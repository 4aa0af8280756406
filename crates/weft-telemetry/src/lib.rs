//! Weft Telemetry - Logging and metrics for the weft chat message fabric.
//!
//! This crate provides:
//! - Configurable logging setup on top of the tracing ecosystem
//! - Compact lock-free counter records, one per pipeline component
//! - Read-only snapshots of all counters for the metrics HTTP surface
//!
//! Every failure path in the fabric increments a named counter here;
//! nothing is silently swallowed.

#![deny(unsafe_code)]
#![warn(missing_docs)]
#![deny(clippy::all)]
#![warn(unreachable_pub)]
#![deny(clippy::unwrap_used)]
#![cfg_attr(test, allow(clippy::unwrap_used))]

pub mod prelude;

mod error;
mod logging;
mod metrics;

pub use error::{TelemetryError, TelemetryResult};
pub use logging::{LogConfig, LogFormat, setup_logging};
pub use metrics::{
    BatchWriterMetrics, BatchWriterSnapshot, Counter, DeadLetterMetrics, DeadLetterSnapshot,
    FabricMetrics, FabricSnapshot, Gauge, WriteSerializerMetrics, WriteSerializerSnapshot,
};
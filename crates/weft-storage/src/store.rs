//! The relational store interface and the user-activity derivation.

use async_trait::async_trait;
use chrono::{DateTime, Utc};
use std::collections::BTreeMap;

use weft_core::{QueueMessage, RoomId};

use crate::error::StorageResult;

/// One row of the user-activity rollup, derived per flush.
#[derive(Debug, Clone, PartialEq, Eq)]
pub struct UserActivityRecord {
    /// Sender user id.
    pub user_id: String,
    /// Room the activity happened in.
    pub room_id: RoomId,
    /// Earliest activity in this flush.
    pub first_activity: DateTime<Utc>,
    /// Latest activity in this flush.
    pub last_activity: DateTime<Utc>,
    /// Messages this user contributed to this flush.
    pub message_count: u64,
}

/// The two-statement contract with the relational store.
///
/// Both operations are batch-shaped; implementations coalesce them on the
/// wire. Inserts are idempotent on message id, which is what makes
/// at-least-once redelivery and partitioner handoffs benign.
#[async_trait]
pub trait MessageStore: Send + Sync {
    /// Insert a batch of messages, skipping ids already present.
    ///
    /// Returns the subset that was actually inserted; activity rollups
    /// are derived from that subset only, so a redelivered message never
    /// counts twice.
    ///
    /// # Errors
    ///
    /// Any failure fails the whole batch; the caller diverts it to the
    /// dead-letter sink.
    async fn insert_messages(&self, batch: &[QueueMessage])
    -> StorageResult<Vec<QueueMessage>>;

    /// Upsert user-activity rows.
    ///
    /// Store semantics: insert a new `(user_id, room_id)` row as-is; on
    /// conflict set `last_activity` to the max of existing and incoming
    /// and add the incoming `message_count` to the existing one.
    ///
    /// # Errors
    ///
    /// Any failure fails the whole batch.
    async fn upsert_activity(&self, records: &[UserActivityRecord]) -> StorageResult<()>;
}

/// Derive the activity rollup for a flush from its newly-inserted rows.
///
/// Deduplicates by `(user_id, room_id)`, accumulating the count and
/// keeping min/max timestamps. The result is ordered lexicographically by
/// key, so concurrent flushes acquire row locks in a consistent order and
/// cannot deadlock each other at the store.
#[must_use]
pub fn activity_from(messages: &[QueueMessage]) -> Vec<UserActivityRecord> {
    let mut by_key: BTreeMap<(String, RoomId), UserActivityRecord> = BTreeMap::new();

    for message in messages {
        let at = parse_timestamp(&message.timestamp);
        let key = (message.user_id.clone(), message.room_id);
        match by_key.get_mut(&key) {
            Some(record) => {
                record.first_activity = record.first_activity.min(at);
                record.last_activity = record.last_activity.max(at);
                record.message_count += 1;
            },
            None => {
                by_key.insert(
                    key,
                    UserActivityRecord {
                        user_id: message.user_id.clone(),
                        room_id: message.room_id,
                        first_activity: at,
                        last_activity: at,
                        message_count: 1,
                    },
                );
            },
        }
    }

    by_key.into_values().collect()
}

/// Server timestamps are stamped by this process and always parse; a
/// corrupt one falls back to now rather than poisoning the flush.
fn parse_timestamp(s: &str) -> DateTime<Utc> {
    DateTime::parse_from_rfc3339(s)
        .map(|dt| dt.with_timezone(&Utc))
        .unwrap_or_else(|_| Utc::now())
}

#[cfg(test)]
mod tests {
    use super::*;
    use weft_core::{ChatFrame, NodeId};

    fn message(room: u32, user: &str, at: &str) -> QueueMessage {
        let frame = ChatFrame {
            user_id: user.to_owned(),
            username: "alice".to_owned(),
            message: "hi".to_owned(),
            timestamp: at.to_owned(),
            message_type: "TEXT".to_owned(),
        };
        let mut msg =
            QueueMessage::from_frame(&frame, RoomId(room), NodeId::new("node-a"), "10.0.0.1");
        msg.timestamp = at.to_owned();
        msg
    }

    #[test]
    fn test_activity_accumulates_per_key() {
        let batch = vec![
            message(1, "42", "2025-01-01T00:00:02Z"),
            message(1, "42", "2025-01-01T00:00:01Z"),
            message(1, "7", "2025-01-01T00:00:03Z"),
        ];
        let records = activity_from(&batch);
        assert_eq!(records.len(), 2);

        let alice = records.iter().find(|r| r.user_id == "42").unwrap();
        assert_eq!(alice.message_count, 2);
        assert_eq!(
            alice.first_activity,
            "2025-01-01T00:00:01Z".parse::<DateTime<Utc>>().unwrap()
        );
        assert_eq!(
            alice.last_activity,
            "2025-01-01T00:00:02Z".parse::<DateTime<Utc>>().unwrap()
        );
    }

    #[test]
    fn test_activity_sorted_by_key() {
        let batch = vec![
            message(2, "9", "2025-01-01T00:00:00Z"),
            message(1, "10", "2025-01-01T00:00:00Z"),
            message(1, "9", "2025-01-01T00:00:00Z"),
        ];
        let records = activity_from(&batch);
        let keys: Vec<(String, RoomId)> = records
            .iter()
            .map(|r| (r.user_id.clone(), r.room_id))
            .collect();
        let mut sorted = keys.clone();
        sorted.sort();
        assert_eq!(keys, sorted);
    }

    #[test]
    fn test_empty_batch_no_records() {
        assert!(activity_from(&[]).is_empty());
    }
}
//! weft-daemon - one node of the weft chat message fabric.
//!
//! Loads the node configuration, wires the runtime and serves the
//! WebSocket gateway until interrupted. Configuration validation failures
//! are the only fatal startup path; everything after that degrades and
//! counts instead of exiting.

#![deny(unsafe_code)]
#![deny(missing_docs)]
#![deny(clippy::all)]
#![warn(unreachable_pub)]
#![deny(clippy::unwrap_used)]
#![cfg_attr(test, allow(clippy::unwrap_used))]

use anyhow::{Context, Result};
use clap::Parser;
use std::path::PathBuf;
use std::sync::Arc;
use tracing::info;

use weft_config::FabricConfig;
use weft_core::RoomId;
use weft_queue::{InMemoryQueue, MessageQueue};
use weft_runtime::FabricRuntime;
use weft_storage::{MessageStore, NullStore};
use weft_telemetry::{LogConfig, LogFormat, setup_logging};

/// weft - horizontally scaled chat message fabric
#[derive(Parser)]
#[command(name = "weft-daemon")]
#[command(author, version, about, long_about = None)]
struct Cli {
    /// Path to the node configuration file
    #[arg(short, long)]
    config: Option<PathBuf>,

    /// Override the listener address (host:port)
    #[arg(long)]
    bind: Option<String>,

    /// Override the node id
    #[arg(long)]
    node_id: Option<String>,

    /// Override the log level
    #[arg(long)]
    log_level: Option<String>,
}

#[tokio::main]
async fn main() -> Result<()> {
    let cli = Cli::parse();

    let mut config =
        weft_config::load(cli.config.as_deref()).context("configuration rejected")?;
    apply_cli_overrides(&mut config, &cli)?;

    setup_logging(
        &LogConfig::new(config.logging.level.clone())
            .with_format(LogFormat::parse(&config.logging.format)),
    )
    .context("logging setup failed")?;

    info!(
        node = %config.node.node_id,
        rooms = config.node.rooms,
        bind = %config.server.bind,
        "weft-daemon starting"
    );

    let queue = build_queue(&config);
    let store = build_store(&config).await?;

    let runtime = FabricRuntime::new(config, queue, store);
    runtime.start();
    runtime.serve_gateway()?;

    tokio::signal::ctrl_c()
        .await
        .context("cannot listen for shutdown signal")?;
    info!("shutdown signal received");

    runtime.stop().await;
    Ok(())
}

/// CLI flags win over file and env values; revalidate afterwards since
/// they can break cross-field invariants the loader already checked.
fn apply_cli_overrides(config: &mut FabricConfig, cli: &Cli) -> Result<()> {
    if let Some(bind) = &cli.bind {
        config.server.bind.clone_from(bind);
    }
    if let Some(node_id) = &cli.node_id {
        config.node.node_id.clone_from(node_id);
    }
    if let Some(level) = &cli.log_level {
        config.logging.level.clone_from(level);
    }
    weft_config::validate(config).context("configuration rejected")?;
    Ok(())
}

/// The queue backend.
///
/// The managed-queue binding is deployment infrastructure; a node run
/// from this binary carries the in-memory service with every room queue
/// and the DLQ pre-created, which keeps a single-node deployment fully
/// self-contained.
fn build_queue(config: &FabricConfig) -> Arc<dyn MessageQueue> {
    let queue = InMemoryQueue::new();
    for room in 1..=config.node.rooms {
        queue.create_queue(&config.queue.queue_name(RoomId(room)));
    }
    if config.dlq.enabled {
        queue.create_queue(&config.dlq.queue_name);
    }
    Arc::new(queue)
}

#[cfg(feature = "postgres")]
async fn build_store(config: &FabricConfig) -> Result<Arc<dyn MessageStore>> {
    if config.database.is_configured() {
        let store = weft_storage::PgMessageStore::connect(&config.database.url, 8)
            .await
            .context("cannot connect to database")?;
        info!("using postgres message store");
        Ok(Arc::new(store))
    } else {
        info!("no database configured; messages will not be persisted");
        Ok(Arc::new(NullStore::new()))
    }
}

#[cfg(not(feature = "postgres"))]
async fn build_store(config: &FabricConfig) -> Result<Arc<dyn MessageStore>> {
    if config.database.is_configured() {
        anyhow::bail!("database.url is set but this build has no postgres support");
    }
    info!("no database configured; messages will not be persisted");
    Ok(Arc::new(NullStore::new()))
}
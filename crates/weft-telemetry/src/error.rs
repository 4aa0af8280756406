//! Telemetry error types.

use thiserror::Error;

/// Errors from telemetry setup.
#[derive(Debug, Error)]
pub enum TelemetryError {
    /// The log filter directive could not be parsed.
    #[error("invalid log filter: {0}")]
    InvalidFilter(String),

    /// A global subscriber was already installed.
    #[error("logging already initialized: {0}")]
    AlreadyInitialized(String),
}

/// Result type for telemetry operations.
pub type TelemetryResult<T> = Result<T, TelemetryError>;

> _INSTRUCTIONS TO FOLLOW_
Check each line above for the string "daemon" and copy every line that has it.

> _ANSWER AREA_
//! weft-daemon - one node of the weft chat message fabric.
#[command(name = "weft-daemon")]
        "weft-daemon starting"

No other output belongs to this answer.